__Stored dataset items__
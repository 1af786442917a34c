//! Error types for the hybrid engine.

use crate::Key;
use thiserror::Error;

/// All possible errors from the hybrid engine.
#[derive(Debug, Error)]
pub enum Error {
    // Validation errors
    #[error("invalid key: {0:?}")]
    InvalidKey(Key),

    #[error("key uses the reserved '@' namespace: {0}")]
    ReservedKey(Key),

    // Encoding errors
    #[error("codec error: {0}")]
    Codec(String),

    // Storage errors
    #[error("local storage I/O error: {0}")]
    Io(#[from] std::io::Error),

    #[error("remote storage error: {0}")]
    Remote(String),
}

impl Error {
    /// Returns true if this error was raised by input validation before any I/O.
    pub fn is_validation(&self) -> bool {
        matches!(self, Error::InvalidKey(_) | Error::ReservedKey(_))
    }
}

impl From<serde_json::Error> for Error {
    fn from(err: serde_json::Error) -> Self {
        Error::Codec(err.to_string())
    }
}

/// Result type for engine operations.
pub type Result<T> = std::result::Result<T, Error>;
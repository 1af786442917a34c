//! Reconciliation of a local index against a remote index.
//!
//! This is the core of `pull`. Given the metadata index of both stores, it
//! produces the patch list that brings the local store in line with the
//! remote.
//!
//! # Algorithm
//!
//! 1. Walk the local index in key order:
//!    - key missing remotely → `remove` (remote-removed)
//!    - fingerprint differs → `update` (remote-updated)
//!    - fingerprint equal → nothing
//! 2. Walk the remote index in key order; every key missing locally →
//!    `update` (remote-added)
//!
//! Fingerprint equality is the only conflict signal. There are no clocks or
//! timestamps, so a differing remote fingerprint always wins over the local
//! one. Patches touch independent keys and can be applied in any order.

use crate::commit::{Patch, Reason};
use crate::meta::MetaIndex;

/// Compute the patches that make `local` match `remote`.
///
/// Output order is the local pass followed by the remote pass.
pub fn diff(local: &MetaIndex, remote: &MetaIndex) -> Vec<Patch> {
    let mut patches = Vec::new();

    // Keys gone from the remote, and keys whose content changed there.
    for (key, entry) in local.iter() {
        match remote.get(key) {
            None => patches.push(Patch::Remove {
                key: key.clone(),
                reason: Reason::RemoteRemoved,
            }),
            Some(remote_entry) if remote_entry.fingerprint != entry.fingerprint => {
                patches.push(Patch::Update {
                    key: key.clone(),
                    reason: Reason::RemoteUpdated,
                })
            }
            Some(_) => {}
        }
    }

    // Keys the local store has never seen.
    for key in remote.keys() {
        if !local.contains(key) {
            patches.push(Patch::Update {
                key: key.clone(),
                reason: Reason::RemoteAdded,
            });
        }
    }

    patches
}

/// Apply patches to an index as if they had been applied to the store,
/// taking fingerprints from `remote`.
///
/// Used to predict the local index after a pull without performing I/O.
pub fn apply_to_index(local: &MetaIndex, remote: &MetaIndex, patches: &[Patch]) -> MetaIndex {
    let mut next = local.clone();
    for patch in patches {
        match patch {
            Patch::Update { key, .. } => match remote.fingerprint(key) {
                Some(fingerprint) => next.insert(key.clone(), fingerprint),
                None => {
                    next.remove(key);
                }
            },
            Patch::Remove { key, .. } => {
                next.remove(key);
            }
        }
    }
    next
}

--

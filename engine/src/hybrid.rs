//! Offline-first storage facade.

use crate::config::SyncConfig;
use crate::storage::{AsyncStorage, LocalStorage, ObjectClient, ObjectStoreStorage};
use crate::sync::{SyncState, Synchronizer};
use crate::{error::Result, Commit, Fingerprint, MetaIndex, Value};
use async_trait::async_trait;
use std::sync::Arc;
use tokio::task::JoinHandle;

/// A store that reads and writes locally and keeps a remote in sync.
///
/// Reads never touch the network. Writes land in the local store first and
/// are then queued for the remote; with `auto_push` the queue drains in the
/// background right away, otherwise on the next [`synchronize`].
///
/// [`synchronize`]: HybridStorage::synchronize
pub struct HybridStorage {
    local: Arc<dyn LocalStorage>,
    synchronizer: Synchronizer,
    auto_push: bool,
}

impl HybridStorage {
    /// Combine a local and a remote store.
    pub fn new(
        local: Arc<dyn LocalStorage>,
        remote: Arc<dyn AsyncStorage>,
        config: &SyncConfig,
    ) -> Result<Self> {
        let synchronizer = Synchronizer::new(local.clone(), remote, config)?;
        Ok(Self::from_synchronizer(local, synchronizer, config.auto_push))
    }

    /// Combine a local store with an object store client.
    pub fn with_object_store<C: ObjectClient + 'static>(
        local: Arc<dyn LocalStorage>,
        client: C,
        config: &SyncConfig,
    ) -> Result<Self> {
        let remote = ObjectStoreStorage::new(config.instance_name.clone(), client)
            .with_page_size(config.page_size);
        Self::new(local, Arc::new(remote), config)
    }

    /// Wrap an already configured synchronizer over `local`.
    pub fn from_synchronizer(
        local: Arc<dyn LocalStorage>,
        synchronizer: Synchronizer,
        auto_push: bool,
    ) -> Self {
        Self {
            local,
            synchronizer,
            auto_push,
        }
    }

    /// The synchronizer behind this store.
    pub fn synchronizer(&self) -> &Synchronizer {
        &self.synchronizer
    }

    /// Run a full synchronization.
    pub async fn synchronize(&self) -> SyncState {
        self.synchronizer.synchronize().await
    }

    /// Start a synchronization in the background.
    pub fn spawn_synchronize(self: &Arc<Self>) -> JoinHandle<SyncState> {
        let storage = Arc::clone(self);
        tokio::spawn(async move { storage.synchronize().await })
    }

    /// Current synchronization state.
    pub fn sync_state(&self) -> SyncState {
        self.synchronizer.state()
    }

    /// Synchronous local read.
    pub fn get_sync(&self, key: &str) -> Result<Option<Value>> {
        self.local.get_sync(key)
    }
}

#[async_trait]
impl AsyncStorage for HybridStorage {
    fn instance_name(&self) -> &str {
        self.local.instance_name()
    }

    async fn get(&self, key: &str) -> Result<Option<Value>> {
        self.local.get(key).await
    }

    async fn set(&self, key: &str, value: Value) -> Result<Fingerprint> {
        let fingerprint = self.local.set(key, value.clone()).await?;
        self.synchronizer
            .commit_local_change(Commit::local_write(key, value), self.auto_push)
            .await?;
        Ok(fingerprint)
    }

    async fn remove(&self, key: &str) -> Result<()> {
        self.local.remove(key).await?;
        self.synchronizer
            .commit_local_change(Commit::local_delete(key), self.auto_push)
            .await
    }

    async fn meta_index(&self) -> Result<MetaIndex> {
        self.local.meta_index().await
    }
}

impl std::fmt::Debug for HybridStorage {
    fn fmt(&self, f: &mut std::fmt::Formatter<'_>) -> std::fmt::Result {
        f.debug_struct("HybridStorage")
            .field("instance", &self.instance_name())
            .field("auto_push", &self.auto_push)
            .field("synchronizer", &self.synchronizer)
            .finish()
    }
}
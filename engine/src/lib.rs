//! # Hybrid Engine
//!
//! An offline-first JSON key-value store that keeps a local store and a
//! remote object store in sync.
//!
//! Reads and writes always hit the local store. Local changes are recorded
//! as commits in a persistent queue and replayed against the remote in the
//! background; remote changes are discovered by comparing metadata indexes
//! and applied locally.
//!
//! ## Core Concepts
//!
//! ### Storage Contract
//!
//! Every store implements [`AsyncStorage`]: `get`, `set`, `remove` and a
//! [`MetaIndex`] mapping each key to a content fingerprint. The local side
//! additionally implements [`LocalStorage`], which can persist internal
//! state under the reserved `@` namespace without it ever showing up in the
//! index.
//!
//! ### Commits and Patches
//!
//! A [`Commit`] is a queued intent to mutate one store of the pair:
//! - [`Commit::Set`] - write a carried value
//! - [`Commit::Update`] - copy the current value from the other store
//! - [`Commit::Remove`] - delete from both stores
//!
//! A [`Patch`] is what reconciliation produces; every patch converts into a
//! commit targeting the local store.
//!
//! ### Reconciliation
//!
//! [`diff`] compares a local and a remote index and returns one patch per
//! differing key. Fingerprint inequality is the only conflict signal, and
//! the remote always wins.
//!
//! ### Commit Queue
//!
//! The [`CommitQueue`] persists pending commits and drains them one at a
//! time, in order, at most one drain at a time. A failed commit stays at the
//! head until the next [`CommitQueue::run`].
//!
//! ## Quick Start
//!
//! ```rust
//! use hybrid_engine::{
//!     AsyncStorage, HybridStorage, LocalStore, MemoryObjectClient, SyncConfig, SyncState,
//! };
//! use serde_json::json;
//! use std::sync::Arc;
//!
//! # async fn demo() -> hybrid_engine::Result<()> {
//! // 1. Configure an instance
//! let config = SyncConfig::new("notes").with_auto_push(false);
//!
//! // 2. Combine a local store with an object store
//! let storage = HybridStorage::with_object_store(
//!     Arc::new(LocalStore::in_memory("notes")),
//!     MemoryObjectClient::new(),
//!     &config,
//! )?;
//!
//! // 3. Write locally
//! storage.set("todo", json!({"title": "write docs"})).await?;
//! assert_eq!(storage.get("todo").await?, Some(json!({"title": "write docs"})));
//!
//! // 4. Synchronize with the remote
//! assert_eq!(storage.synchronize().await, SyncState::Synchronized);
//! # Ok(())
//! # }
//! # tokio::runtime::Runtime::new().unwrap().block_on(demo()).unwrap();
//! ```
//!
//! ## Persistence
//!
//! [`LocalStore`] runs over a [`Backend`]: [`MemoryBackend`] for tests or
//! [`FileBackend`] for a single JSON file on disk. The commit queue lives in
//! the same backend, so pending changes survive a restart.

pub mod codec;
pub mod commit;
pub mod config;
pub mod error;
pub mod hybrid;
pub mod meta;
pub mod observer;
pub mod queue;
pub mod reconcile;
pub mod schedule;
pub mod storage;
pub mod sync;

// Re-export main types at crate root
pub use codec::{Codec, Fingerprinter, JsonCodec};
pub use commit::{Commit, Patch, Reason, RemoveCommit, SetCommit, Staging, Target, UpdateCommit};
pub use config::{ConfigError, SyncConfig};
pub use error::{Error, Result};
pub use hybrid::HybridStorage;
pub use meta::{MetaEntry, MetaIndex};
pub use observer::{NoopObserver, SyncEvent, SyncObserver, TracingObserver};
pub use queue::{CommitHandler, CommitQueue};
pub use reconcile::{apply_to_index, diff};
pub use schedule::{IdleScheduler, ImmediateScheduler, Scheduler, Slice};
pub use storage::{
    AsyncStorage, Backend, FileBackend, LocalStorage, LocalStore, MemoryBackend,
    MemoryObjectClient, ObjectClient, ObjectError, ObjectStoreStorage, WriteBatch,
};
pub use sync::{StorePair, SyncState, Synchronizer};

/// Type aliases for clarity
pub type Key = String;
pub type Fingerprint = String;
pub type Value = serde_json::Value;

__How to complete this task__
Please show the lines in the entries above that hold the string "conflict".

__Task output__
//! Fingerprint equality is the only conflict signal. There are no clocks or
//! differing key. Fingerprint inequality is the only conflict signal, and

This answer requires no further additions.